Your child's immunity is best built with natural foods

Your child’s immunity is best built with natural foods

  • October 17, 2020

No amount of supplements and vitamins can replace good nutrition, with milk being a vital component of a child’s diet.

During this pandemic, it’s only natural for parents to be concerned about their child’s immunity.

A recent nationwide survey titled #ImmunityMatters, conducted by Mead Johnson Nutrition’s Enfagrow A+ Malaysia, revealed that 96% of parents have concerns about their child’s health in the light of Covid-19 and 94% believe that nutrition is vital in building immunity.

The survey, which involved more than 500 parents with children above the age of one, was carried out across Malaysia to gain a deeper insight into parental behaviour during the current pandemic.

Results showed that a high percentage of parents (82%) believe a child’s immune health can be nurtured and built over time, with 95% of parents being familiar with immunity-boosting foods.
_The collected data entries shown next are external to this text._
use serde::{Deserialize, Serialize};

use crate::category::Category;
use crate::ranking::{RankedEntry, RankedResult};

/// Where reference images and detail pages live.
#[derive(Debug, Clone, PartialEq, Eq, Serialize, Deserialize)]
#[serde(default)]
pub struct LinkLayout {
    pub image_root: String,
    /// Sub-path that primary entries resolve under.
    pub primary_dir: String,
    pub image_ext: String,
    pub detail_base: String,
}

impl Default for LinkLayout {
    fn default() -> Self {
        Self {
            image_root: "faces_lowres".to_string(),
            primary_dir: "basic".to_string(),
            image_ext: "jpg".to_string(),
            detail_base: "http://humanphenotypes.net".to_string(),
        }
    }
}

fn join(base: &str, parts: &[&str]) -> String {
    let mut out = base.trim_end_matches('/').to_string();
    for part in parts.iter().filter(|p| !p.is_empty()) {
        if !out.is_empty() {
            out.push('/');
        }
        out.push_str(part.trim_matches('/'));
    }
    out
}

impl LinkLayout {
    pub fn image_path(&self, name: &str, category: Category, is_primary: bool) -> String {
        let file = format!(
            "{}{}.{}",
            name.to_lowercase(),
            category.suffix(),
            self.image_ext
        );
        let dir = if is_primary { self.primary_dir.as_str() } else { "" };
        join(&self.image_root, &[dir, &file])
    }

    pub fn detail_url(&self, name: &str, is_primary: bool) -> String {
        let page = format!("{name}.html");
        let dir = if is_primary { self.primary_dir.as_str() } else { "" };
        join(&self.detail_base, &[dir, &page])
    }
}

/// One rendered row.
#[derive(Debug, Clone, PartialEq, Serialize)]
pub struct MatchRecord {
    pub display_name: String,
    pub score: f64,
    pub similarity_percent: i64,
    pub image_path_hint: String,
    pub detail_url_hint: String,
    pub is_primary: bool,
}

/// Round half up, as the percentages are shown.
pub fn round_percent(score: f64) -> i64 {
    (score + 0.5).floor() as i64
}

impl MatchRecord {
    fn new(entry: &RankedEntry, category: Category, links: &LinkLayout) -> Self {
        Self {
            display_name: entry.name.clone(),
            score: entry.score,
            similarity_percent: round_percent(entry.score),
            image_path_hint: links.image_path(&entry.name, category, entry.is_primary),
            detail_url_hint: links.detail_url(&entry.name, entry.is_primary),
            is_primary: entry.is_primary,
        }
    }
}

/// Top match plus the full bounded list; `matches[0]` is the top match.
#[derive(Debug, Clone, PartialEq, Serialize)]
pub struct Leaderboard {
    pub category: Category,
    pub top: MatchRecord,
    pub matches: Vec<MatchRecord>,
}

impl Leaderboard {
    pub fn new(ranked: &RankedResult, category: Category, links: &LinkLayout) -> Self {
        let matches: Vec<MatchRecord> = ranked
            .entries()
            .iter()
            .map(|e| MatchRecord::new(e, category, links))
            .collect();
        Self {
            category,
            top: MatchRecord::new(ranked.top(), category, links),
            matches,
        }
    }
}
Amongst these numbers, more than 42% made conscious decisions to change their family’s food choices, with family shopping lists shifting to show parental priority in choosing immunity-building foods and nutrients (84%) to build up the family’s natural defences.

The top five food choices parents rated to build a stronger immune system were: vegetables (88%), fruits (80%), meat (55%), milk (54%) and grains (43%).

According to the Malaysian Dietary Guidelines for Children and Adolescents 2013, children are encouraged to consume two to three servings of milk or dairy products a day.

In this study, 63% of parents gave their children milk at least three times a day.

“It is important to lay the building blocks for a good immune system in the first five years of a child’s life because this is the time of rapid physical and mental growth. You are what you eat.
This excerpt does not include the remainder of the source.